At 2:15 p.m., Admiral Leahy, accompanied by Justice Byrnes, came in with two messages from Churchill. Our armies and the Russian armies were rapidly approaching each other from the east and west, and it now seemed only a matter of days before forward units would meet in Eastern Germany or Czechoslovakia. With this in mind, Churchill’s first cable suggested that we anticipate this historic event by an announcement by the heads of the Big Three powers.
“A link up of Soviet and Anglo-American forces in Germany is rapidly approaching,” his message read. He thought it would be heartening for all our peoples if the occasion could be marked by short messages broadcast by me, Marshal Stalin, and himself. He asked me to let him know if I agreed to his proposal, saying he was sending a similar message to Marshal Stalin.
“I thoroughly approve of the suggestion made in your cable,” I replied. “If Stalin agrees, I would be pleased to receive from you for consideration your draft of the message.”
The Prime Minister’s second cable dealt with the question of a final all-out air attack against Germany. The blow he had in mind would have for its objective the smashing of the German war industries that had so far managed to survive all our bombing efforts.
There was good reason for this, for the Germans were reported to be ready for a suicidal last-ditch stand, and our Chiefs of Staff were of the opinion that such an effort might prolong the fighting for another six months.
On March 29, Roosevelt had sent Churchill the details of a project prepared by the Chiefs of Staff for launching pilotless old bombers against large industrial targets in Germany. These bombers, carrying huge loads of explosives, were to be guided by remote control and set off by timing devices. Churchill had been disturbed by this proposal and probably partly on that account had delayed his answer for two weeks. What naturally troubled him was that the Germans might retaliate on London.
In his cable to me, which actually was a reply to Roosevelt’s message, Churchill understandably stressed the point that the British people had suffered greatly from German bombings and might have to suffer more if this project was put into practice. Nevertheless, he left the decision to us and ended his message in characteristic terms.
The Prime Minister’s message said that he had received a telegram from President Roosevelt on March 29. He regretted that there had been a delay in replying to this communication, but he felt it was his duty to refer it to the British Chiefs of Staff. Churchill said that if the United States military authorities really considered this practice necessary to bring about the end of the German war, the British would not dissent.
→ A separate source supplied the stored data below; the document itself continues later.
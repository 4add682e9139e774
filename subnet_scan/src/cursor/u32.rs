/// Walks `first..=last` without ever computing `last + 1`.
pub struct U32Cursor {
    index: u32,
    first: u32,
    last: u32,
}

impl U32Cursor {
    /// An empty cursor when `first > last`.
    pub fn new(first: u32, last: u32) -> Self {
        Self {
            index: first,
            first,
            last,
        }
    }
}

impl super::Cursor for U32Cursor {
    type Item = u32;
    fn value(&mut self) -> Self::Item {
        self.index
    }
    fn move_next(&mut self) -> Result<(), ()> {
        if self.index >= self.last {
            return Err(());
        }
        self.index += 1;
        Ok(())
    }
    fn is_empty(&self) -> bool {
        self.first > self.last
    }
}

#[cfg(test)]
mod test {
    use super::*;
    use crate::cursor::CursorExt;

    #[test]
    fn inclusive_bounds() {
        let values: Vec<_> = U32Cursor::new(0, 3).to_iter().collect();
        assert_eq!(values, vec![0, 1, 2, 3]);
    }

    #[test]
    fn ends_on_u32_max() {
        let values: Vec<_> = U32Cursor::new(0xFF_FF_FF_FD, 0xFF_FF_FF_FF)
            .to_iter()
            .collect();
        assert_eq!(values, vec![0xFF_FF_FF_FD, 0xFF_FF_FF_FE, 0xFF_FF_FF_FF]);
    }

    #[test]
    fn single_value_at_u32_max() {
        let mut iter = U32Cursor::new(0xFF_FF_FF_FF, 0xFF_FF_FF_FF).to_iter();
        assert_eq!(iter.next(), Some(0xFF_FF_FF_FF));
        assert_eq!(iter.next(), None);
    }
}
However, he said first that the war situation had turned so much in our favor that large-scale bombing of German cities was no longer of its former importance. He added that if the Germans had a number of war-weary bombers that could make the distance, London was the obvious and, indeed, the only target, and even a few very big explosions in London would be demoralizing to the people at a time when they had hoped that their prolonged ordeal was over.
Churchill added in this connection that a calculation had been made showing that in the greater London area one person in 131 had been killed by enemy action, including London citizens in the armed forces and 30,000 civilians killed by the air onslaught. This figure of one in 131, Churchill said, represented far the highest losses sustained by any similar locality on the Allied side in the second great war.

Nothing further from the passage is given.